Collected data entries
────────────────
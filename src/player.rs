//! Audio output behind a trait seam, so the playback state machine can be
//! exercised without a sound device. The production backend is rodio.

use std::io::Cursor;
use std::time::Duration;

use rodio::{Decoder, OutputStream, Sink};

use crate::error::EngineError;

/// One live playback resource. Exactly one exists per navigation position;
/// dropping the handle releases the underlying output device.
pub trait AudioHandle: Send {
    fn pause(&mut self);
    fn resume(&mut self);
    /// Rewind to the beginning and keep playing (used to replay a finished verse).
    fn seek_to_start(&mut self);
    fn position_ms(&self) -> u64;
    fn is_finished(&self) -> bool;
}

/// Opens playback handles from encoded audio bytes. Playback starts
/// immediately on open.
pub trait AudioBackend: Send {
    fn open(&self, bytes: Vec<u8>) -> Result<Box<dyn AudioHandle>, EngineError>;
}

pub struct RodioBackend;

struct RodioHandle {
    // The stream must outlive the sink or output goes silent.
    _stream: OutputStream,
    sink: Sink,
    /// Original encoded bytes, kept so a finished sink can be replayed by
    /// re-appending a fresh decoder (a drained sink cannot seek).
    bytes: Vec<u8>,
}

// Safety: the handle lives inside the engine state behind a Mutex and is
// dropped in place. rodio's OutputStream is !Send on some platforms due to
// internal raw pointers, but it is never moved across threads once built.
unsafe impl Send for RodioHandle {}

impl AudioBackend for RodioBackend {
    fn open(&self, bytes: Vec<u8>) -> Result<Box<dyn AudioHandle>, EngineError> {
        let (stream, stream_handle) = OutputStream::try_default()
            .map_err(|e| EngineError::PlaybackLoad(format!("no audio output device: {e}")))?;
        let sink = Sink::try_new(&stream_handle)
            .map_err(|e| EngineError::PlaybackLoad(format!("failed to open sink: {e}")))?;
        let source = Decoder::new(Cursor::new(bytes.clone()))
            .map_err(|e| EngineError::PlaybackLoad(format!("failed to decode audio: {e}")))?;
        sink.append(source);
        sink.play();
        Ok(Box::new(RodioHandle {
            _stream: stream,
            sink,
            bytes,
        }))
    }
}

impl AudioHandle for RodioHandle {
    fn pause(&mut self) {
        self.sink.pause();
    }

    fn resume(&mut self) {
        self.sink.play();
    }

    fn seek_to_start(&mut self) {
        if self.sink.empty() {
            // The source was fully consumed; decode it again.
            if let Ok(source) = Decoder::new(Cursor::new(self.bytes.clone())) {
                self.sink.append(source);
            }
        } else if let Err(e) = self.sink.try_seek(Duration::ZERO) {
            tracing::warn!("seek to start failed: {e}");
        }
        self.sink.play();
    }

    fn position_ms(&self) -> u64 {
        self.sink.get_pos().as_millis() as u64
    }

    fn is_finished(&self) -> bool {
        self.sink.empty()
    }
}
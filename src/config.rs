//! Engine configuration persisted as JSON in the platform config dir.

use serde::{Deserialize, Serialize, de::DeserializeOwned};
use std::path::{Path, PathBuf};

/// Config directory using the platform-appropriate location.
///
/// - macOS: `~/Library/Application Support/muraajaa/`
/// - Linux: `~/.config/muraajaa/` (or `$XDG_CONFIG_HOME`)
/// - Windows: `%APPDATA%/muraajaa/`
///
/// Falls back to `~/.muraajaa/` if the platform dir is unavailable.
pub(crate) fn config_dir() -> PathBuf {
    dirs::config_dir()
        .map(|d| d.join("muraajaa"))
        .unwrap_or_else(|| {
            dirs::home_dir()
                .unwrap_or_else(|| PathBuf::from("."))
                .join(".muraajaa")
        })
}

/// Engine configuration with serde defaults, so a partial or missing file
/// still yields a usable config.
#[derive(Debug, Clone, Serialize, Deserialize)]
pub struct EngineConfig {
    /// GraphQL endpoint of the verse/chapter data collaborator.
    #[serde(default = "default_graphql_url")]
    pub graphql_url: String,
    /// Prefix the zero-padded audio source key and `.mp3` extension are
    /// appended to verbatim, including any trailing separator or reciter
    /// filename prefix.
    #[serde(default = "default_audio_base_url")]
    pub audio_base_url: String,
    /// Pre-roll before a word's segment during which it already highlights.
    #[serde(default = "default_highlight_lead_ms")]
    pub highlight_lead_ms: u64,
}

fn default_graphql_url() -> String {
    "https://be.ilearnquran.org/graphql".to_string()
}

fn default_audio_base_url() -> String {
    "https://be.ilearnquran.org/media/audio/quran/Husary_64kbps_".to_string()
}

fn default_highlight_lead_ms() -> u64 {
    crate::segments::DEFAULT_LEAD_MS
}

impl Default for EngineConfig {
    fn default() -> Self {
        Self {
            graphql_url: default_graphql_url(),
            audio_base_url: default_audio_base_url(),
            highlight_lead_ms: default_highlight_lead_ms(),
        }
    }
}

const ENGINE_CONFIG_FILE: &str = "engine-config.json";

pub fn load_engine_config() -> EngineConfig {
    load_json_config_from(&config_dir(), ENGINE_CONFIG_FILE)
}

pub fn save_engine_config(config: &EngineConfig) -> Result<(), String> {
    save_json_config_to(&config_dir(), ENGINE_CONFIG_FILE, config)
}

/// Load a JSON config file, falling back to defaults when the file is
/// missing, unreadable, or corrupt. A bad config never blocks startup.
fn load_json_config_from<T: DeserializeOwned + Default>(dir: &Path, filename: &str) -> T {
    let path = dir.join(filename);
    if !path.exists() {
        return T::default();
    }
    let content = match std::fs::read_to_string(&path) {
        Ok(s) => s,
        Err(e) => {
            tracing::warn!("could not read config {}: {e}", path.display());
            return T::default();
        }
    };
    match serde_json::from_str(&content) {
        Ok(v) => v,
        Err(e) => {
            tracing::warn!("corrupt config {}: {e}, using defaults", path.display());
            T::default()
        }
    }
}

/// Save a JSON config file atomically (temp file + rename).
fn save_json_config_to<T: Serialize>(dir: &Path, filename: &str, config: &T) -> Result<(), String> {
    std::fs::create_dir_all(dir).map_err(|e| format!("Failed to create config directory: {e}"))?;

    let json = serde_json::to_string_pretty(config)
        .map_err(|e| format!("Failed to serialize config: {e}"))?;

    let target = dir.join(filename);
    let temp = dir.join(format!("{}.tmp.{}", filename, std::process::id()));

    std::fs::write(&temp, &json).map_err(|e| format!("Failed to write temp config: {e}"))?;

    // Atomic rename: either the old file or the new file exists, never a partial one
    std::fs::rename(&temp, &target).map_err(|e| {
        let _ = std::fs::remove_file(&temp);
        format!("Failed to commit config: {e}")
    })
}
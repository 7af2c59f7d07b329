use std::fmt;

/// Error taxonomy for the engine. Each variant is scoped to the operation
/// that produced it and leaves the owning session in a well-defined idle
/// state; none is fatal to the process.
#[derive(Debug, Clone, PartialEq, Eq)]
pub enum EngineError {
    /// Chapter or verse list failed to load. Retried implicitly on the next
    /// navigation; surfaced as inline text, never an alert.
    DataFetch(String),
    /// Reference audio could not be downloaded or decoded.
    PlaybackLoad(String),
    /// Microphone permission or hardware failure while starting a recording.
    RecordingStart(String),
    /// Network or server failure during the upload+evaluate round-trip.
    /// No automatic retry; the user retries by recording again.
    EvaluationUpload(String),
}

impl fmt::Display for EngineError {
    fn fmt(&self, f: &mut fmt::Formatter<'_>) -> fmt::Result {
        match self {
            EngineError::DataFetch(msg) => write!(f, "Data fetch failed: {msg}"),
            EngineError::PlaybackLoad(msg) => write!(f, "Audio load failed: {msg}"),
            EngineError::RecordingStart(msg) => write!(f, "Recording failed to start: {msg}"),
            EngineError::EvaluationUpload(msg) => write!(f, "Evaluation upload failed: {msg}"),
        }
    }
}

impl std::error::Error for EngineError {}
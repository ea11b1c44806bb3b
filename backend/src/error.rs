//! Application error handling
//!
//! This module provides unified error handling for the API, converting the
//! typed errors of the lower layers into JSend HTTP responses. It is the only
//! place that decides status codes.

use crate::repositories::StoreError;
use axum::{
    extract::rejection::{JsonRejection, PathRejection},
    http::StatusCode,
    response::{IntoResponse, Response},
    Json,
};
use events_shared::{AuthError, JSend};
use thiserror::Error;
use tracing::error;

/// API error type that can be converted to HTTP responses
#[derive(Error, Debug)]
pub enum ApiError {
    #[error("Both email and password are required")]
    MissingFields,

    #[error("No user with that email found")]
    UserNotFound,

    #[error("Invalid credentials")]
    InvalidCredentials,

    #[error(transparent)]
    Auth(#[from] AuthError),

    #[error(transparent)]
    Store(#[from] StoreError),

    #[error("Resource not found: {0}")]
    NotFound(String),

    #[error("Forbidden: {0}")]
    Forbidden(String),

    #[error("Bad request: {0}")]
    BadRequest(String),

    #[error("Internal server error")]
    Internal(#[from] anyhow::Error),
}

impl ApiError {
    /// Status code and client-facing message; `None` means a server error
    fn classify(&self) -> (StatusCode, Option<String>) {
        match self {
            ApiError::MissingFields => (StatusCode::BAD_REQUEST, Some(self.to_string())),
            ApiError::UserNotFound => (StatusCode::NOT_FOUND, Some(self.to_string())),
            ApiError::InvalidCredentials => (StatusCode::UNAUTHORIZED, Some(self.to_string())),
            ApiError::Auth(kind) => (StatusCode::UNAUTHORIZED, Some(kind.to_string())),
            ApiError::Store(StoreError::Validation(messages)) => {
                (StatusCode::BAD_REQUEST, Some(messages.join(",")))
            }
            ApiError::Store(StoreError::Uniqueness(msg)) => {
                (StatusCode::BAD_REQUEST, Some(msg.clone()))
            }
            ApiError::Store(StoreError::ForeignKey) => (
                StatusCode::BAD_REQUEST,
                Some(StoreError::ForeignKey.to_string()),
            ),
            ApiError::Store(StoreError::Database(err)) => {
                error!("Database error: {:?}", err);
                (StatusCode::INTERNAL_SERVER_ERROR, None)
            }
            ApiError::NotFound(msg) => (StatusCode::NOT_FOUND, Some(msg.clone())),
            ApiError::Forbidden(msg) => (StatusCode::FORBIDDEN, Some(msg.clone())),
            ApiError::BadRequest(msg) => (StatusCode::BAD_REQUEST, Some(msg.clone())),
            ApiError::Internal(err) => {
                error!("Internal error: {:?}", err);
                (StatusCode::INTERNAL_SERVER_ERROR, None)
            }
        }
    }
}

impl IntoResponse for ApiError {
    fn into_response(self) -> Response {
        match self.classify() {
            (status, Some(message)) => (status, Json(JSend::fail(message))).into_response(),
            (status, None) => {
                (status, Json(JSend::error("Internal server error"))).into_response()
            }
        }
    }
}

impl From<JsonRejection> for ApiError {
    fn from(rejection: JsonRejection) -> Self {
        ApiError::BadRequest(rejection.body_text())
    }
}

impl From<PathRejection> for ApiError {
    fn from(rejection: PathRejection) -> Self {
        ApiError::BadRequest(rejection.body_text())
    }
}

/// Result type alias for API handlers
pub type ApiResult<T> = Result<T, ApiError>;
//! Events Backend Library
//!
//! This library exposes the backend modules for use in tests and other crates.

pub mod auth;
pub mod config;
pub mod db;
pub mod error;
pub mod repositories;
pub mod routes;
pub mod services;
pub mod state;
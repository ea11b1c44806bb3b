//! Route definitions for the Events API
//!
//! This module organizes all API routes, the `/docs` Swagger UI, and
//! applies middleware.

use crate::error::ApiError;
use crate::state::AppState;
use axum::{
    http::{header, Method},
    routing::get,
    Router,
};
use std::time::Duration;
use tower_http::{
    compression::CompressionLayer,
    cors::{Any, CorsLayer},
    request_id::{MakeRequestUuid, PropagateRequestIdLayer, SetRequestIdLayer},
    timeout::TimeoutLayer,
    trace::TraceLayer,
};

mod auth;
mod events;
mod health;
mod openapi;

#[cfg(test)]
mod test_support;

pub use auth::auth_routes;
pub use events::event_routes;
pub use openapi::{api_doc, ApiDoc, OPENAPI_JSON_PATH};

/// Create the main application router with all middleware
pub fn create_router(state: AppState) -> Router {
    Router::new()
        .route("/health", get(health::health_check))
        .route("/health/ready", get(health::readiness_check))
        .route("/health/live", get(health::liveness_check))
        .merge(openapi::docs_routes(state.config()))
        .nest("/api/v1", api_routes(state.clone()))
        .fallback(not_found)
        // Apply middleware layers
        .layer(CompressionLayer::new())
        .layer(TimeoutLayer::new(Duration::from_secs(30)))
        .layer(
            CorsLayer::new()
                .allow_origin(Any)
                .allow_methods([Method::GET, Method::POST, Method::PUT])
                .allow_headers([header::CONTENT_TYPE, header::AUTHORIZATION]),
        )
        .layer(PropagateRequestIdLayer::x_request_id())
        .layer(SetRequestIdLayer::x_request_id(MakeRequestUuid))
        .layer(TraceLayer::new_for_http())
        .with_state(state)
}

/// API v1 routes
fn api_routes(state: AppState) -> Router<AppState> {
    Router::new()
        .nest("/auth", auth::auth_routes(state.clone()))
        .nest("/events", events::event_routes(state))
}

async fn not_found() -> ApiError {
    ApiError::NotFound("Not Found".to_string())
}
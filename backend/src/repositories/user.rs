//! User repository for database operations

use super::{validate_record, StoreError};
use crate::auth::Credential;
use anyhow::Result;
use async_trait::async_trait;
use events_shared::validation::FieldOrder;
use sqlx::PgPool;
use validator::Validate;

pub(crate) const EMAIL_TAKEN_MESSAGE: &str = "email must be unique";

/// User record from database
#[derive(Debug, Clone, sqlx::FromRow)]
pub struct UserRecord {
    pub id: i32,
    pub email: String,
    pub encrypted_password: Vec<u8>,
    pub salt: Vec<u8>,
}

impl UserRecord {
    /// Stored credential, rejected if the columns have the wrong sizes
    pub fn credential(&self) -> Result<Credential> {
        Credential::from_parts(&self.salt, &self.encrypted_password)
    }
}

/// Input for creating a user
#[derive(Debug, Clone, Validate)]
pub struct NewUser {
    #[validate(email(message = "Invalid email format"))]
    pub email: String,
    pub credential: Credential,
}

impl FieldOrder for NewUser {
    const FIELDS: &'static [&'static str] = &["email"];
}

/// Storage collaborator for users
#[async_trait]
pub trait UserStore: Send + Sync {
    async fn find_by_email(&self, email: &str) -> Result<Option<UserRecord>, StoreError>;

    /// Fails with `Validation` for a malformed email and `Uniqueness` for a
    /// taken one
    async fn create(&self, user: NewUser) -> Result<UserRecord, StoreError>;
}

/// PostgreSQL user store
#[derive(Clone)]
pub struct UserRepository {
    pool: PgPool,
}

impl UserRepository {
    pub fn new(pool: PgPool) -> Self {
        Self { pool }
    }
}

#[async_trait]
impl UserStore for UserRepository {
    async fn find_by_email(&self, email: &str) -> Result<Option<UserRecord>, StoreError> {
        let user = sqlx::query_as::<_, UserRecord>(
            r#"
            SELECT id, email, encrypted_password, salt
            FROM users
            WHERE email = $1
            "#,
        )
        .bind(email)
        .fetch_optional(&self.pool)
        .await?;

        Ok(user)
    }

    async fn create(&self, user: NewUser) -> Result<UserRecord, StoreError> {
        validate_record(&user)?;

        let record = sqlx::query_as::<_, UserRecord>(
            r#"
            INSERT INTO users (email, encrypted_password, salt)
            VALUES ($1, $2, $3)
            RETURNING id, email, encrypted_password, salt
            "#,
        )
        .bind(&user.email)
        .bind(user.credential.hash())
        .bind(user.credential.salt())
        .fetch_one(&self.pool)
        .await?;

        Ok(record)
    }
}
//! JWT token generation and validation
//!
//! Issues short-lived HS256 access tokens and classifies every verification
//! failure into one `AuthError` kind.

use anyhow::Result;
use chrono::{Duration, Utc};
use events_shared::AuthError;
use jsonwebtoken::{
    decode, encode, errors::ErrorKind, Algorithm, DecodingKey, EncodingKey, Header, Validation,
};
use serde::{Deserialize, Serialize};
use std::sync::Arc;
use tracing::debug;

/// JWT claims
#[derive(Debug, Clone, Serialize, Deserialize)]
pub struct Claims {
    /// Subject (user ID)
    pub sub: i32,
    /// Issued at (Unix timestamp)
    pub iat: i64,
    /// Expiration time (Unix timestamp)
    pub exp: i64,
}

/// Pre-computed JWT keys for efficient token operations
#[derive(Clone)]
pub struct JwtKeys {
    encoding: Arc<EncodingKey>,
    decoding: Arc<DecodingKey>,
}

impl JwtKeys {
    /// Create new JWT keys from secret
    /// This should be called once at startup
    pub fn new(secret: &str) -> Self {
        Self {
            encoding: Arc::new(EncodingKey::from_secret(secret.as_bytes())),
            decoding: Arc::new(DecodingKey::from_secret(secret.as_bytes())),
        }
    }

    pub fn encoding(&self) -> &EncodingKey {
        &self.encoding
    }

    pub fn decoding(&self) -> &DecodingKey {
        &self.decoding
    }
}

/// JWT service for token operations
///
/// The signing secret is passed in at construction and never changes
/// afterwards. Keys are wrapped in Arc for cheap cloning.
#[derive(Clone)]
pub struct JwtService {
    keys: JwtKeys,
    validation: Validation,
    access_token_expiry_secs: i64,
}

impl JwtService {
    /// Create a new JWT service with pre-computed keys
    ///
    /// Call this once at application startup and store in AppState.
    pub fn new(secret: &str, access_token_expiry_secs: i64) -> Self {
        let mut validation = Validation::new(Algorithm::HS256);
        // Expiry is exact: a token is dead the second `exp` passes.
        validation.leeway = 0;

        Self {
            keys: JwtKeys::new(secret),
            validation,
            access_token_expiry_secs,
        }
    }

    /// Issue an access token for a user
    pub fn issue(&self, user_id: i32) -> Result<String> {
        let now = Utc::now();
        let exp = now + Duration::seconds(self.access_token_expiry_secs);

        let claims = Claims {
            sub: user_id,
            iat: now.timestamp(),
            exp: exp.timestamp(),
        };

        encode(&Header::new(Algorithm::HS256), &claims, self.keys.encoding())
            .map_err(|e| anyhow::anyhow!("Failed to generate access token: {}", e))
    }

    /// Verify a token and return its claims
    pub fn decode_claims(&self, token: Option<&str>) -> Result<Claims, AuthError> {
        let token = token
            .filter(|t| !t.is_empty())
            .ok_or(AuthError::MissingToken)?;

        decode::<Claims>(token, self.keys.decoding(), &self.validation)
            .map(|data| data.claims)
            .map_err(|e| {
                let kind = classify(e.kind());
                debug!(error = %e, ?kind, "Token rejected");
                kind
            })
    }

    /// Verify a token and return the subject user id
    #[inline]
    pub fn verify(&self, token: Option<&str>) -> Result<i32, AuthError> {
        self.decode_claims(token).map(|claims| claims.sub)
    }

    /// Get access token expiry in seconds
    #[inline]
    pub fn access_token_expiry_secs(&self) -> i64 {
        self.access_token_expiry_secs
    }
}

/// Map a decode failure onto exactly one `AuthError` kind
fn classify(kind: &ErrorKind) -> AuthError {
    match kind {
        ErrorKind::ExpiredSignature => AuthError::TokenExpired,
        ErrorKind::InvalidSignature | ErrorKind::InvalidAlgorithm => AuthError::InvalidSignature,
        _ => AuthError::MalformedToken,
    }
}
//! Authentication routes
//!
//! Provides endpoints for user signup and login, plus a protected probe
//! route for checking a token.
//!
//! Password hashing runs on the blocking thread pool, so a slow derivation
//! does not hold up other requests.

use crate::auth::{require_auth, AuthUser};
use crate::error::ApiResult;
use crate::services::AuthService;
use crate::state::AppState;
use axum::{
    extract::{rejection::JsonRejection, State},
    http::StatusCode,
    middleware,
    routing::{get, post},
    Json, Router,
};
use events_shared::{JSend, LoginRequest, PublicUser, SignupRequest, TokenResponse};

/// Create auth routes
pub fn auth_routes(state: AppState) -> Router<AppState> {
    Router::new()
        .route("/signup", post(signup))
        .route("/login", post(login))
        .route(
            "/protected",
            get(protected).route_layer(middleware::from_fn_with_state(state, require_auth)),
        )
}

/// Register a new user
///
/// POST /api/v1/auth/signup
#[utoipa::path(
    post,
    path = "/api/v1/auth/signup",
    request_body = SignupRequest,
    responses(
        (status = 201, description = "JSend success carrying the new user", body = PublicUser),
        (status = 400, description = "Missing field, invalid email or email already taken"),
    ),
    tag = "auth",
)]
pub(crate) async fn signup(
    State(state): State<AppState>,
    payload: Result<Json<SignupRequest>, JsonRejection>,
) -> ApiResult<(StatusCode, Json<JSend<PublicUser>>)> {
    let Json(req) = payload?;
    let user = AuthService::signup(state.users(), req.email, req.password).await?;
    Ok((StatusCode::CREATED, Json(JSend::success(user))))
}

/// Login with email and password
///
/// POST /api/v1/auth/login
#[utoipa::path(
    post,
    path = "/api/v1/auth/login",
    request_body = LoginRequest,
    responses(
        (status = 200, description = "JSend success carrying an access token", body = TokenResponse),
        (status = 400, description = "Missing email or password"),
        (status = 401, description = "Invalid credentials"),
        (status = 404, description = "No user with that email"),
    ),
    tag = "auth",
)]
pub(crate) async fn login(
    State(state): State<AppState>,
    payload: Result<Json<LoginRequest>, JsonRejection>,
) -> ApiResult<Json<JSend<TokenResponse>>> {
    let Json(req) = payload?;
    let token = AuthService::login(state.users(), state.jwt(), req.email, req.password).await?;
    Ok(Json(JSend::success(TokenResponse { token })))
}

/// GET /api/v1/auth/protected
///
/// Requires valid Bearer token in Authorization header.
#[utoipa::path(
    get,
    path = "/api/v1/auth/protected",
    responses(
        (status = 200, description = "JSend success with \"Access granted\""),
        (status = 401, description = "Missing, expired, forged or malformed token"),
    ),
    security(("bearerAuth" = [])),
    tag = "auth",
)]
pub(crate) async fn protected(_auth: AuthUser) -> Json<JSend<String>> {
    Json(JSend::success("Access granted".to_string()))
}
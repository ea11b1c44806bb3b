//! Authentication module
//!
//! Provides JWT bearer authentication with PBKDF2 password hashing.

mod jwt;
mod middleware;
mod password;

pub use jwt::{Claims, JwtService};
pub use middleware::{bearer_token, require_auth, AuthUser};
pub use password::{Credential, PasswordService, HASH_LEN, PBKDF2_ITERATIONS, SALT_LEN};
────────────────
_WORK REQUEST_. Only the number is required: state how many lines of the entries hold the word "hashing".

_WRITTEN ANSWER_. 2